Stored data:
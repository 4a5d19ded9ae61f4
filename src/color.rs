//! Chat colors carried by the `color` tag.
//!
//! Twitch sends user colors as strict `#RRGGBB` hex strings. Anything else,
//! including an absent tag, decodes to the [`Color::Empty`] sentinel rather
//! than an error.

use std::fmt;
use std::sync::OnceLock;

use regex::Regex;

/// An RGB chat color, or the empty sentinel for absent/unparsable values.
#[derive(Clone, Copy, Debug, Default, PartialEq, Eq, Hash)]
#[cfg_attr(feature = "serde", derive(serde::Serialize, serde::Deserialize))]
pub enum Color {
    /// No color was present, or the value failed validation.
    #[default]
    Empty,
    /// A decoded `#RRGGBB` color.
    Rgb {
        /// Red component.
        r: u8,
        /// Green component.
        g: u8,
        /// Blue component.
        b: u8,
    },
}

fn hex_pattern() -> &'static Regex {
    static HEX: OnceLock<Regex> = OnceLock::new();
    HEX.get_or_init(|| Regex::new("^#[0-9A-Fa-f]{6}$").expect("valid regex"))
}

impl Color {
    /// Parse a strict `#RRGGBB` string.
    ///
    /// Returns [`Color::Empty`] for anything that does not match; shorthand
    /// forms, named colors, and alpha channels are all rejected.
    pub fn parse(value: &str) -> Color {
        if !hex_pattern().is_match(value) {
            return Color::Empty;
        }
        let r = u8::from_str_radix(&value[1..3], 16).unwrap_or(0);
        let g = u8::from_str_radix(&value[3..5], 16).unwrap_or(0);
        let b = u8::from_str_radix(&value[5..7], 16).unwrap_or(0);
        Color::Rgb { r, g, b }
    }

    /// Whether this is the empty sentinel.
    pub fn is_empty(self) -> bool {
        self == Color::Empty
    }

    /// The RGB components, if any.
    pub fn rgb(self) -> Option<(u8, u8, u8)> {
        match self {
            Color::Empty => None,
            Color::Rgb { r, g, b } => Some((r, g, b)),
        }
    }
}

impl fmt::Display for Color {
    fn fmt(&self, f: &mut fmt::Formatter<'_>) -> fmt::Result {
        match self {
            Color::Empty => Ok(()),
            Color::Rgb { r, g, b } => write!(f, "#{:02X}{:02X}{:02X}", r, g, b),
        }
    }
}

#[cfg(test)]
mod tests {
    use super::*;

    #[test]
    fn test_parse_valid() {
        assert_eq!(
            Color::parse("#1E90FF"),
            Color::Rgb {
                r: 30,
                g: 144,
                b: 255
            }
        );
        assert_eq!(Color::parse("#000000"), Color::Rgb { r: 0, g: 0, b: 0 });
        assert_eq!(
            Color::parse("#ffffff"),
            Color::Rgb {
                r: 255,
                g: 255,
                b: 255
            }
        );
    }

    #[test]
    fn test_parse_invalid() {
        assert_eq!(Color::parse(""), Color::Empty);
        assert_eq!(Color::parse("1E90FF"), Color::Empty);
        assert_eq!(Color::parse("#1E90F"), Color::Empty);
        assert_eq!(Color::parse("#1E90FF0"), Color::Empty);
        assert_eq!(Color::parse("#GGGGGG"), Color::Empty);
        assert_eq!(Color::parse("blue"), Color::Empty);
    }

    #[test]
    fn test_display() {
        assert_eq!(Color::parse("#1e90ff").to_string(), "#1E90FF");
        assert_eq!(Color::Empty.to_string(), "");
    }

    #[test]
    fn test_rgb_accessor() {
        assert_eq!(Color::parse("#1E90FF").rgb(), Some((30, 144, 255)));
        assert_eq!(Color::Empty.rgb(), None);
        assert!(Color::Empty.is_empty());
        assert!(!Color::parse("#1E90FF").is_empty());
    }
}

Work task: Copy out each line of the data containing the string "self".

Expected answer:
    pub fn is_empty(self) -> bool {
        self == Color::Empty
    pub fn rgb(self) -> Option<(u8, u8, u8)> {
        match self {
    fn fmt(&self, f: &mut fmt::Formatter<'_>) -> fmt::Result {
        match self {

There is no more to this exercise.